This is my first post and I don't know what I'm looking for. Answers might be too optimistic. Maybe clarification that it's not l in my head.
I've been with my OH for 3 years. We both have children from previous relationships. We were both heavy social drinkers when we met. 1st 6 months were good, then it started going downhill. Anger, verbal abuse from both sides. Then he started really losing it when drunk and would smash the place up. So we sat and talked and realised things needed to change. So for the next year things did. Or I did. I slowed down on my drinking and limited my intake. I felt bad for my actions toward some one I love when drunk.
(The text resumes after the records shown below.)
// ABOUTME: Command channel for file status queries and checkout/delete/revert requests
// ABOUTME: At most one provider answers; results reach callers only when the bus ticks

use parking_lot::RwLock;
use sourcebus_logging::{debug, instrument};
use sourcebus_types::FileStatusInfo;
use std::path::Path;
use std::sync::Arc;

use crate::error::{BusError, ChannelKind};
use crate::responder::FileResponder;
use crate::response::{FileResponse, Response, file_channel};
use crate::scheduler::{Completion, FileHandler, FileOperation, Origin, RequestId, Scheduler};

/// Implemented by the version control backend that answers file requests.
///
/// Every method receives a [`FileResponder`] that must be answered exactly
/// once, from any thread. Methods are called on the issuing thread and should
/// hand slow work off instead of blocking.
pub trait SourceControlCommands: Send + Sync {
    fn get_file_info(&self, path: &Path, responder: FileResponder);

    /// Make the file writable (check it out)
    fn request_edit(&self, path: &Path, allow_multi_checkout: bool, responder: FileResponder);

    fn request_delete(&self, path: &Path, responder: FileResponder);

    fn request_revert(&self, path: &Path, responder: FileResponder);
}

pub struct CommandChannel {
    provider: RwLock<Option<Arc<dyn SourceControlCommands>>>,
    scheduler: Arc<Scheduler>,
}

impl CommandChannel {
    pub(crate) fn new(scheduler: Arc<Scheduler>) -> Self {
        Self {
            provider: RwLock::new(None),
            scheduler,
        }
    }

    pub(crate) fn bind(&self, provider: Arc<dyn SourceControlCommands>) -> Result<(), BusError> {
        let mut slot = self.provider.write();
        if slot.is_some() {
            return Err(BusError::AlreadyBound {
                channel: ChannelKind::Commands,
            });
        }
        *slot = Some(provider);
        Ok(())
    }

    pub(crate) fn unbind(&self) -> Result<Arc<dyn SourceControlCommands>, BusError> {
        self.provider.write().take().ok_or(BusError::NotBound {
            channel: ChannelKind::Commands,
        })
    }

    pub fn is_bound(&self) -> bool {
        self.provider.read().is_some()
    }

    #[instrument(skip(self, handler), fields(path = %path.display()))]
    pub fn get_file_info(
        &self,
        path: &Path,
        handler: impl FnOnce(bool, FileStatusInfo) + Send + 'static,
    ) -> RequestId {
        self.issue(path, FileOperation::GetFileInfo, Box::new(handler))
    }

    #[instrument(skip(self, handler), fields(path = %path.display()))]
    pub fn request_edit(
        &self,
        path: &Path,
        allow_multi_checkout: bool,
        handler: impl FnOnce(bool, FileStatusInfo) + Send + 'static,
    ) -> RequestId {
        self.issue(
            path,
            FileOperation::RequestEdit {
                allow_multi_checkout,
            },
            Box::new(handler),
        )
    }

    #[instrument(skip(self, handler), fields(path = %path.display()))]
    pub fn request_delete(
        &self,
        path: &Path,
        handler: impl FnOnce(bool, FileStatusInfo) + Send + 'static,
    ) -> RequestId {
        self.issue(path, FileOperation::RequestDelete, Box::new(handler))
    }

    #[instrument(skip(self, handler), fields(path = %path.display()))]
    pub fn request_revert(
        &self,
        path: &Path,
        handler: impl FnOnce(bool, FileStatusInfo) + Send + 'static,
    ) -> RequestId {
        self.issue(path, FileOperation::RequestRevert, Box::new(handler))
    }

    pub fn file_info(&self, path: &Path) -> Response<FileResponse> {
        self.issue_awaitable(path, FileOperation::GetFileInfo)
    }

    pub fn edit(&self, path: &Path, allow_multi_checkout: bool) -> Response<FileResponse> {
        self.issue_awaitable(
            path,
            FileOperation::RequestEdit {
                allow_multi_checkout,
            },
        )
    }

    pub fn delete(&self, path: &Path) -> Response<FileResponse> {
        self.issue_awaitable(path, FileOperation::RequestDelete)
    }

    pub fn revert(&self, path: &Path) -> Response<FileResponse> {
        self.issue_awaitable(path, FileOperation::RequestRevert)
    }

    fn issue_awaitable(&self, path: &Path, operation: FileOperation) -> Response<FileResponse> {
        let (handler, into_response) = file_channel();
        let id = self.issue(path, operation, handler);
        into_response(id)
    }

    fn issue(&self, path: &Path, operation: FileOperation, handler: FileHandler) -> RequestId {
        let id = self
            .scheduler
            .register_file(path.to_path_buf(), operation, handler);

        // Release the lock before calling out so a provider may use the bus
        let provider = self.provider.read().clone();
        let Some(provider) = provider else {
            debug!(request_id = %id, operation = operation.name(), "No command provider bound");
            self.scheduler.inbox().push(Completion::File {
                id,
                success: false,
                info: FileStatusInfo::new(path),
                origin: Origin::Unbound,
            });
            return id;
        };

        let responder = FileResponder::new(id, path.to_path_buf(), operation, self.scheduler.inbox());
        debug!(request_id = %id, operation = operation.name(), "Dispatching to command provider");
        match operation {
            FileOperation::GetFileInfo => provider.get_file_info(path, responder),
            FileOperation::RequestEdit {
                allow_multi_checkout,
            } => provider.request_edit(path, allow_multi_checkout, responder),
            FileOperation::RequestDelete => provider.request_delete(path, responder),
            FileOperation::RequestRevert => provider.request_revert(path, responder),
        }
        id
    }
}

impl std::fmt::Debug for CommandChannel {
    fn fmt(&self, f: &mut std::fmt::Formatter<'_>) -> std::fmt::Result {
        f.debug_struct("CommandChannel")
            .field("bound", &self.is_bound())
            .finish()
    }
}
But my oh carried on regRdless. Only this time there is only one drunk aggressive person in the room. And every time is escalates I turn Into a victim, taking it. Thinking it's better than us both being drunk, I could sometimes diffuse the situation

It got worse and worse. I have lost all confidence within myself, I feel half the person I was when we met. He drinks to the point of blacking out and can't remember. Then before Xmas I stayed in while he went out. He came home at 6 I. The morning angry and lashing out. Then I am told he cheated on me-he can't remember.

Enough was enough. I couldn't stay with him if he continued to drink. He promised to stop, begged for another chance.

I asked him to go to councilling or aa. He said his problem isn't that bad.

He left to work in Africa 3 days ago. And started drinking when he got there.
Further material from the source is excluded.